* **Activity**: Could every line below be written out exactly as it appears?

======

// Tool Implementations
//
// The IoTool trait, the resolved input handed to tools, and the built-in
// tools shipped with the pipeline. Tools never see raw payloads: the
// dispatcher resolves bytes into the kind each tool registered for.

mod decompress;
mod embedded;
mod ghosts;
mod optimize;
mod thumbnail;
mod to_json;

pub use decompress::DecompressGbxTool;
pub use embedded::{ExtractEmbeddedItemsTool, OptimizeEmbeddedItemsTool};
pub use ghosts::ExtractGhostsTool;
pub use optimize::OptimizeGbxTool;
pub use thumbnail::ExtractThumbnailTool;
pub use to_json::GbxToJsonTool;

use std::sync::Arc;

use bytesize::ByteSize;
use thiserror::Error;

use crate::codec::{CodecError, GbxCodec, ParsedGbx};
use crate::data::{BinPayload, GbxBytes, TextPayload, ToolOutput};
use crate::progress::ToolContext;
use crate::registry::{InputKind, OutputKind, ToolDescriptor, ToolRegistry};

/// Errors a tool can produce.
#[derive(Error, Debug)]
pub enum ToolError {
	/// The resolved input did not match what the tool expects. Hitting this
	/// means a tool was registered under the wrong input kind, or fed a node
	/// kind it cannot work with.
	#[error("tool '{tool}' expected {expected}, got {actual}")]
	UnmatchingInput { tool: &'static str, expected: &'static str, actual: &'static str },

	/// The tool understood its input but could not do its job.
	#[error("{0}")]
	Failed(String),

	#[error(transparent)]
	Codec(#[from] CodecError),
}

/// Input handed to a tool, already resolved to its registered kind.
#[derive(Debug, Clone)]
pub enum ToolInput {
	Binary(BinPayload),
	Text(TextPayload),
	Gbx(GbxBytes),
	Parsed(ParsedGbx),
}

impl ToolInput {
	/// Short lowercase label for error messages.
	pub fn kind(&self) -> &'static str {
		match self {
			ToolInput::Binary(_) => "binary data",
			ToolInput::Text(_) => "text data",
			ToolInput::Gbx(_) => "gbx data",
			ToolInput::Parsed(_) => "parsed gbx",
		}
	}

	pub fn into_binary(self, tool: &'static str) -> Result<BinPayload, ToolError> {
		match self {
			ToolInput::Binary(bin) => Ok(bin),
			other => Err(ToolError::UnmatchingInput {
				tool,
				expected: "binary data",
				actual: other.kind(),
			}),
		}
	}

	pub fn into_text(self, tool: &'static str) -> Result<TextPayload, ToolError> {
		match self {
			ToolInput::Text(text) => Ok(text),
			other => Err(ToolError::UnmatchingInput {
				tool,
				expected: "text data",
				actual: other.kind(),
			}),
		}
	}

	pub fn into_gbx(self, tool: &'static str) -> Result<GbxBytes, ToolError> {
		match self {
			ToolInput::Gbx(gbx) => Ok(gbx),
			other => Err(ToolError::UnmatchingInput {
				tool,
				expected: "gbx data",
				actual: other.kind(),
			}),
		}
	}

	pub fn into_parsed(self, tool: &'static str) -> Result<ParsedGbx, ToolError> {
		match self {
			ToolInput::Parsed(gbx) => Ok(gbx),
			other => Err(ToolError::UnmatchingInput {
				tool,
				expected: "parsed gbx",
				actual: other.kind(),
			}),
		}
	}
}

/// One tool. Implementations hold at most shared handles (usually the
/// codec) and must be safe to invoke concurrently.
#[async_trait::async_trait]
pub trait IoTool: Send + Sync {
	/// Process one resolved input, producing zero or more outputs.
	async fn process(&self, input: ToolInput, cx: &ToolContext) -> Result<Vec<ToolOutput>, ToolError>;
}

/// Build a registry holding every built-in tool, all sharing one codec.
pub fn builtin_registry(codec: Arc<dyn GbxCodec>) -> ToolRegistry {
	let mut registry = ToolRegistry::new();

	registry.register(
		ToolDescriptor::new(OptimizeGbxTool::ID, "Optimize Gbx", InputKind::GbxBytes, OutputKind::Gbx),
		Arc::new(OptimizeGbxTool::new(codec.clone())),
	);
	registry.register(
		ToolDescriptor::new(
			DecompressGbxTool::ID,
			"Decompress Gbx",
			InputKind::GbxBytes,
			OutputKind::Gbx,
		),
		Arc::new(DecompressGbxTool::new(codec.clone())),
	);
	registry.register(
		ToolDescriptor::new(
			GbxToJsonTool::ID,
			"Gbx to JSON",
			InputKind::Parsed { header_only: false },
			OutputKind::Text,
		),
		Arc::new(GbxToJsonTool::new()),
	);
	registry.register(
		ToolDescriptor::new(
			ExtractThumbnailTool::ID,
			"Extract thumbnail/icon",
			InputKind::Parsed { header_only: true },
			OutputKind::Binary,
		),
		Arc::new(ExtractThumbnailTool::new()),
	);
	registry.register(
		ToolDescriptor::new(
			ExtractGhostsTool::ID,
			"Extract ghosts",
			InputKind::Parsed { header_only: false },
			OutputKind::Gbx,
		),
		Arc::new(ExtractGhostsTool::new(codec.clone())),
	);
	registry.register(
		ToolDescriptor::new(
			ExtractEmbeddedItemsTool::ID,
			"Extract embedded items",
			InputKind::Parsed { header_only: false },
			OutputKind::Binary,
		),
		Arc::new(ExtractEmbeddedItemsTool::new()),
	);
	registry.register(
		ToolDescriptor::new(
			OptimizeEmbeddedItemsTool::ID,
			"Optimize embedded items",
			InputKind::Parsed { header_only: false },
			OutputKind::Gbx,
		),
		Arc::new(OptimizeEmbeddedItemsTool::new(codec)),
	);

	registry
}

/// Format a signed byte delta for result messages, "-12 B" style.
pub(crate) fn signed_size(delta: i64) -> String {
	let size = ByteSize(delta.unsigned_abs());
	if delta < 0 { format!("-{size}") } else { size.to_string() }
}

/// Render `delta` as a percentage of `base`, "12.34 %" style.
pub(crate) fn percent(delta: i64, base: usize) -> String {
	format!("{:.2} %", delta as f64 * 100.0 / base as f64)
}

======

* **Expected answer**:
// Tool Implementations
//
// The IoTool trait, the resolved input handed to tools, and the built-in
// tools shipped with the pipeline. Tools never see raw payloads: the
// dispatcher resolves bytes into the kind each tool registered for.

mod decompress;
mod embedded;
mod ghosts;
mod optimize;
mod thumbnail;
mod to_json;

pub use decompress::DecompressGbxTool;
pub use embedded::{ExtractEmbeddedItemsTool, OptimizeEmbeddedItemsTool};
pub use ghosts::ExtractGhostsTool;
pub use optimize::OptimizeGbxTool;
pub use thumbnail::ExtractThumbnailTool;
pub use to_json::GbxToJsonTool;

use std::sync::Arc;

use bytesize::ByteSize;
use thiserror::Error;

use crate::codec::{CodecError, GbxCodec, ParsedGbx};
use crate::data::{BinPayload, GbxBytes, TextPayload, ToolOutput};
use crate::progress::ToolContext;
use crate::registry::{InputKind, OutputKind, ToolDescriptor, ToolRegistry};

/// Errors a tool can produce.
#[derive(Error, Debug)]
pub enum ToolError {
	/// The resolved input did not match what the tool expects. Hitting this
	/// means a tool was registered under the wrong input kind, or fed a node
	/// kind it cannot work with.
	#[error("tool '{tool}' expected {expected}, got {actual}")]
	UnmatchingInput { tool: &'static str, expected: &'static str, actual: &'static str },

	/// The tool understood its input but could not do its job.
	#[error("{0}")]
	Failed(String),

	#[error(transparent)]
	Codec(#[from] CodecError),
}

/// Input handed to a tool, already resolved to its registered kind.
#[derive(Debug, Clone)]
pub enum ToolInput {
	Binary(BinPayload),
	Text(TextPayload),
	Gbx(GbxBytes),
	Parsed(ParsedGbx),
}

impl ToolInput {
	/// Short lowercase label for error messages.
	pub fn kind(&self) -> &'static str {
		match self {
			ToolInput::Binary(_) => "binary data",
			ToolInput::Text(_) => "text data",
			ToolInput::Gbx(_) => "gbx data",
			ToolInput::Parsed(_) => "parsed gbx",
		}
	}

	pub fn into_binary(self, tool: &'static str) -> Result<BinPayload, ToolError> {
		match self {
			ToolInput::Binary(bin) => Ok(bin),
			other => Err(ToolError::UnmatchingInput {
				tool,
				expected: "binary data",
				actual: other.kind(),
			}),
		}
	}

	pub fn into_text(self, tool: &'static str) -> Result<TextPayload, ToolError> {
		match self {
			ToolInput::Text(text) => Ok(text),
			other => Err(ToolError::UnmatchingInput {
				tool,
				expected: "text data",
				actual: other.kind(),
			}),
		}
	}

	pub fn into_gbx(self, tool: &'static str) -> Result<GbxBytes, ToolError> {
		match self {
			ToolInput::Gbx(gbx) => Ok(gbx),
			other => Err(ToolError::UnmatchingInput {
				tool,
				expected: "gbx data",
				actual: other.kind(),
			}),
		}
	}

	pub fn into_parsed(self, tool: &'static str) -> Result<ParsedGbx, ToolError> {
		match self {
			ToolInput::Parsed(gbx) => Ok(gbx),
			other => Err(ToolError::UnmatchingInput {
				tool,
				expected: "parsed gbx",
				actual: other.kind(),
			}),
		}
	}
}

/// One tool. Implementations hold at most shared handles (usually the
/// codec) and must be safe to invoke concurrently.
#[async_trait::async_trait]
pub trait IoTool: Send + Sync {
	/// Process one resolved input, producing zero or more outputs.
	async fn process(&self, input: ToolInput, cx: &ToolContext) -> Result<Vec<ToolOutput>, ToolError>;
}

/// Build a registry holding every built-in tool, all sharing one codec.
pub fn builtin_registry(codec: Arc<dyn GbxCodec>) -> ToolRegistry {
	let mut registry = ToolRegistry::new();

	registry.register(
		ToolDescriptor::new(OptimizeGbxTool::ID, "Optimize Gbx", InputKind::GbxBytes, OutputKind::Gbx),
		Arc::new(OptimizeGbxTool::new(codec.clone())),
	);
	registry.register(
		ToolDescriptor::new(
			DecompressGbxTool::ID,
			"Decompress Gbx",
			InputKind::GbxBytes,
			OutputKind::Gbx,
		),
		Arc::new(DecompressGbxTool::new(codec.clone())),
	);
	registry.register(
		ToolDescriptor::new(
			GbxToJsonTool::ID,
			"Gbx to JSON",
			InputKind::Parsed { header_only: false },
			OutputKind::Text,
		),
		Arc::new(GbxToJsonTool::new()),
	);
	registry.register(
		ToolDescriptor::new(
			ExtractThumbnailTool::ID,
			"Extract thumbnail/icon",
			InputKind::Parsed { header_only: true },
			OutputKind::Binary,
		),
		Arc::new(ExtractThumbnailTool::new()),
	);
	registry.register(
		ToolDescriptor::new(
			ExtractGhostsTool::ID,
			"Extract ghosts",
			InputKind::Parsed { header_only: false },
			OutputKind::Gbx,
		),
		Arc::new(ExtractGhostsTool::new(codec.clone())),
	);
	registry.register(
		ToolDescriptor::new(
			ExtractEmbeddedItemsTool::ID,
			"Extract embedded items",
			InputKind::Parsed { header_only: false },
			OutputKind::Binary,
		),
		Arc::new(ExtractEmbeddedItemsTool::new()),
	);
	registry.register(
		ToolDescriptor::new(
			OptimizeEmbeddedItemsTool::ID,
			"Optimize embedded items",
			InputKind::Parsed { header_only: false },
			OutputKind::Gbx,
		),
		Arc::new(OptimizeEmbeddedItemsTool::new(codec)),
	);

	registry
}

/// Format a signed byte delta for result messages, "-12 B" style.
pub(crate) fn signed_size(delta: i64) -> String {
	let size = ByteSize(delta.unsigned_abs());
	if delta < 0 { format!("-{size}") } else { size.to_string() }
}

/// Render `delta` as a percentage of `base`, "12.34 %" style.
pub(crate) fn percent(delta: i64, base: usize) -> String {
	format!("{:.2} %", delta as f64 * 100.0 / base as f64)
}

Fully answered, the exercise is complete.